| HN Mirror

Y	Hacker News new \| ask \| show \| jobs


	by JMTQp8lwXL 1964 days ago
	You have to know how to write code that fits into the cloud. You can't arbitrarily read/write to the file system, acting as if there's only one instance of the server running (if you plan to run hundreds or thousands). So even by waving the cloud 'magic wand', you still need to understand writing code in a cloud-friendly way. So in some sense, it's a shared responsibility between the vendor and engineering. You need to understand how to apply the tools being given to you.

1 comments

tw04 1964 days ago

Per the article, literally nothing in their code would have solved the issue. AWS was supposed to auto-scale TGWs and didn't.

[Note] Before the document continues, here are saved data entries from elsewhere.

//! Media source implementation

use std::any::Any;
use std::collections::BTreeMap;
use std::sync::{Arc, OnceLock, Weak};

use parking_lot::{Mutex, RwLock};
use tokio::time::Instant;

use crate::media::{Schema, SourceKey, TrackType};
use crate::ring::{RingBuffer, RingReader};

use super::config::SourceConfig;
use super::error::DescriptorError;
use super::event::{MediaSourceEvent, ReaderCounter};
use super::idle::IdleState;
use super::registry::SourceRegistry;
use super::track::{MediaPacket, SessionDescriptor, TrackState};

/// Registration progress of a source
#[derive(Debug, Clone, Copy, PartialEq, Eq)]
enum Registration {
    /// Waiting for both the descriptor and the ring
    Pending,
    Registered,
    /// Another live source owns the key; not retried
    Rejected,
}

/// Descriptor text and the per-track state parsed from it
struct TrackTable<D> {
    text: Option<String>,
    descriptor: Option<D>,
    states: BTreeMap<TrackType, TrackState>,
}

/// A publishable stream of protocol packets
///
/// Owns the broadcast ring its packets are fanned out on. The ring is only
/// created on the first write and the source only becomes discoverable once
/// both the ring and the session descriptor exist.
pub struct MediaSource<P: MediaPacket> {
    schema: Schema,
    key: SourceKey,
    config: SourceConfig,
    weak_self: Weak<Self>,
    tracks: Mutex<TrackTable<P::Descriptor>>,
    ring: OnceLock<RingBuffer<Arc<P>>>,
    idle: Mutex<IdleState>,
    registration: Mutex<Registration>,
    registry: Option<Arc<SourceRegistry>>,
    listener: RwLock<Option<Weak<dyn MediaSourceEvent>>>,
    reader_counter: RwLock<Option<Weak<dyn ReaderCounter>>>,
}

impl<P: MediaPacket> MediaSource<P> {
    /// Create a source
    ///
    /// With a registry, the source registers itself once it is ready and
    /// unregisters when dropped.
    pub fn new(
        schema: Schema,
        key: SourceKey,
        config: SourceConfig,
        registry: Option<Arc<SourceRegistry>>,
    ) -> Arc<Self> {
        Arc::new_cyclic(|weak_self| Self {
            schema,
            key,
            config,
            weak_self: weak_self.clone(),
            tracks: Mutex::new(TrackTable {
                text: None,
                descriptor: None,
                states: BTreeMap::new(),
            }),
            ring: OnceLock::new(),
            idle: Mutex::new(IdleState::default()),
            registration: Mutex::new(Registration::Pending),
            registry,
            listener: RwLock::new(None),
            reader_counter: RwLock::new(None),
        })
    }

    pub fn schema(&self) -> Schema {
        self.schema
    }

    pub fn key(&self) -> &SourceKey {
        &self.key
    }

    pub fn config(&self) -> &SourceConfig {
        &self.config
    }

    /// Assign the session descriptor
    ///
    /// Track state is rebuilt from the descriptor; tracks that were already
    /// known keep their state. Registers the source if the ring exists.
    pub fn set_track_info(&self, text: &str) -> Result<(), DescriptorError> {
        let descriptor = P::Descriptor::parse(text)?;
        {
            let mut tracks = self.tracks.lock();
            let states = descriptor
                .track_types()
                .into_iter()
                .map(|t| (t, tracks.states.get(&t).copied().unwrap_or_default()))
                .collect();
            tracks.states = states;
            tracks.descriptor = Some(descriptor);
            tracks.text = Some(text.to_string());
        }

        if self.ring.get().is_some() {
            self.try_register();
        }
        Ok(())
    }

    /// The descriptor text last assigned
    pub fn track_info(&self) -> Option<String> {
        self.tracks.lock().text.clone()
    }

    /// Run `f` on the parsed descriptor, if one has been assigned
    pub fn with_descriptor<R>(&self, f: impl FnOnce(&P::Descriptor) -> R) -> Option<R> {
        self.tracks.lock().descriptor.as_ref().map(f)
    }

    /// Track types known from the descriptor
    pub fn track_types(&self) -> Vec<TrackType> {
        self.tracks.lock().states.keys().copied().collect()
    }

    /// Publish a packet
    pub fn write(&self, packet: P, is_key: bool) {
        {
            let mut tracks = self.tracks.lock();
            if let Some(state) = tracks.states.get_mut(&packet.track_type()) {
                state.sequence = packet.sequence();
                state.timestamp = packet.timestamp();
                state.ssrc = packet.ssrc();
            }
        }

        let mut created = false;
        let ring = self.ring.get_or_init(|| {
            created = true;
            self.new_ring()
        });
        if created {
            tracing::debug!(schema = %self.schema, stream = %self.key, "Ring created");
            self.arm_idle(0);
        }

        if *self.registration.lock() == Registration::Pending && self.tracks.lock().text.is_some() {
            self.try_register();
        }

        ring.write(Arc::new(packet), is_key);
        self.check_no_reader();
    }

    /// Number of readers attached to this source
    pub fn reader_count(&self) -> usize {
        self.ring.get().map(RingBuffer::reader_count).unwrap_or(0)
    }

    /// The ring, once the first packet has been written
    pub fn ring(&self) -> Option<&RingBuffer<Arc<P>>> {
        self.ring.get()
    }

    /// Attach a reader; `None` until the first packet has been written
    pub fn attach_reader(&self) -> Option<RingReader<Arc<P>>> {
        self.ring.get().map(RingBuffer::attach)
    }

    /// Whether the source is discoverable through the registry
    pub fn is_registered(&self) -> bool {
        *self.registration.lock() == Registration::Registered
    }

    /// Whether registration failed because another source owns the key
    pub fn is_rejected(&self) -> bool {
        *self.registration.lock() == Registration::Rejected
    }

    /// Timestamp of a track
    ///
    /// Without a known track, the larger timestamp of the first two tracks;
    /// `0` when no track is known.
    pub fn timestamp(&self, track: Option<TrackType>) -> u32 {
        let tracks = self.tracks.lock();
        if let Some(state) = track.and_then(|t| tracks.states.get(&t)) {
            return state.timestamp;
        }
        tracks.states.values().take(2).map(|s| s.timestamp).max().unwrap_or(0)
    }

    /// Overwrite the timestamp of every known track
    pub fn set_timestamp(&self, timestamp: u32) {
        for state in self.tracks.lock().states.values_mut() {
            state.timestamp = timestamp;
        }
    }

    /// Latest sequence number of a track, `0` if unknown
    pub fn sequence(&self, track: TrackType) -> u16 {
        self.tracks.lock().states.get(&track).map(|s| s.sequence).unwrap_or(0)
    }

    /// Synchronization source of a track, `0` if unknown
    pub fn ssrc(&self, track: TrackType) -> u32 {
        self.tracks.lock().states.get(&track).map(|s| s.ssrc).unwrap_or(0)
    }

    /// Register the event listener
    pub fn set_listener(&self, listener: Weak<dyn MediaSourceEvent>) {
        *self.listener.write() = Some(listener);
    }

    /// Register the provider of the aggregate reader count
    pub fn set_reader_counter(&self, counter: Weak<dyn ReaderCounter>) {
        *self.reader_counter.write() = Some(counter);
    }

    /// Current idle detection state
    pub fn idle_state(&self) -> IdleState {
        *self.idle.lock()
    }

    fn listener(&self) -> Option<Arc<dyn MediaSourceEvent>> {
        self.listener.read().as_ref().and_then(Weak::upgrade)
    }

    fn aggregate_reader_count(&self) -> usize {
        let counter = self.reader_counter.read().as_ref().and_then(Weak::upgrade);
        match counter {
            Some(counter) => counter.total_reader_count(),
            None => self.reader_count(),
        }
    }

    fn new_ring(&self) -> RingBuffer<Arc<P>> {
        let weak = self.weak_self.clone();
        RingBuffer::new(self.config.ring.clone(), move |readers| {
            // The source may already be gone when the last reader detaches
            if let Some(source) = weak.upgrade() {
                source.on_reader_changed(readers);
            }
        })
    }

    fn on_reader_changed(&self, readers: usize) {
        self.arm_idle(readers);
        tracing::debug!(
            schema = %self.schema,
            stream = %self.key,
            readers = readers,
            "Reader count changed"
        );
        if let Some(listener) = self.listener() {
            listener.on_reader_changed(self.schema, &self.key, readers);
        }
    }

    fn arm_idle(&self, readers: usize) {
        let aggregate = self.aggregate_reader_count();
        self.idle.lock().on_reader_changed(readers, aggregate, Instant::now());
    }

    fn check_no_reader(&self) {
        let aggregate = self.aggregate_reader_count();
        let fire = self
            .idle
            .lock()
            .on_write(aggregate, Instant::now(), self.config.none_reader_delay);
        if !fire {
            return;
        }

        tracing::info!(
            schema = %self.schema,
            stream = %self.key,
            delay_ms = self.config.none_reader_delay.as_millis() as u64,
            "No readers"
        );
        match self.listener() {
            Some(listener) => listener.on_no_reader(self.schema, &self.key),
            None => tracing::debug!(stream = %self.key, "No listener for idle notification"),
        }
    }

    fn try_register(&self) {
        let mut registration = self.registration.lock();
        if *registration != Registration::Pending {
            return;
        }

        if let Some(registry) = &self.registry {
            let weak: Weak<dyn Any + Send + Sync> = self.weak_self.clone();
            if let Err(e) = registry.register(self.schema, &self.key, weak) {
                tracing::warn!(
                    schema = %self.schema,
                    stream = %self.key,
                    error = %e,
                    "Source rejected; packets are still fanned out but it cannot be found"
                );
                *registration = Registration::Rejected;
                return;
            }
        }
        *registration = Registration::Registered;
        drop(registration);

        if let Some(listener) = self.listener() {
            listener.on_registered(self.schema, &self.key, true);
        }
    }
}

>Our own serving systems scale quickly to meet these kinds of peaks in demand (and have always done so successfully after the holidays in previous years). However, our TGWs did not scale fast enough. During the incident, AWS engineers were alerted to our packet drops by their own internal monitoring, and increased our TGW capacity manually. By 10:40am PST that change had rolled out across all Availability Zones and our network returned to normal, as did our error rates and latency.

JMTQp8lwXL 1964 days ago

Correct, I was disputing the point that you can freely code without being mindful of the architecture even though the selling point of cloud providers is "focus on code, leave architecture to us". I'm not disputing in this case AWS was at fault: as the customer, Slack did everything right.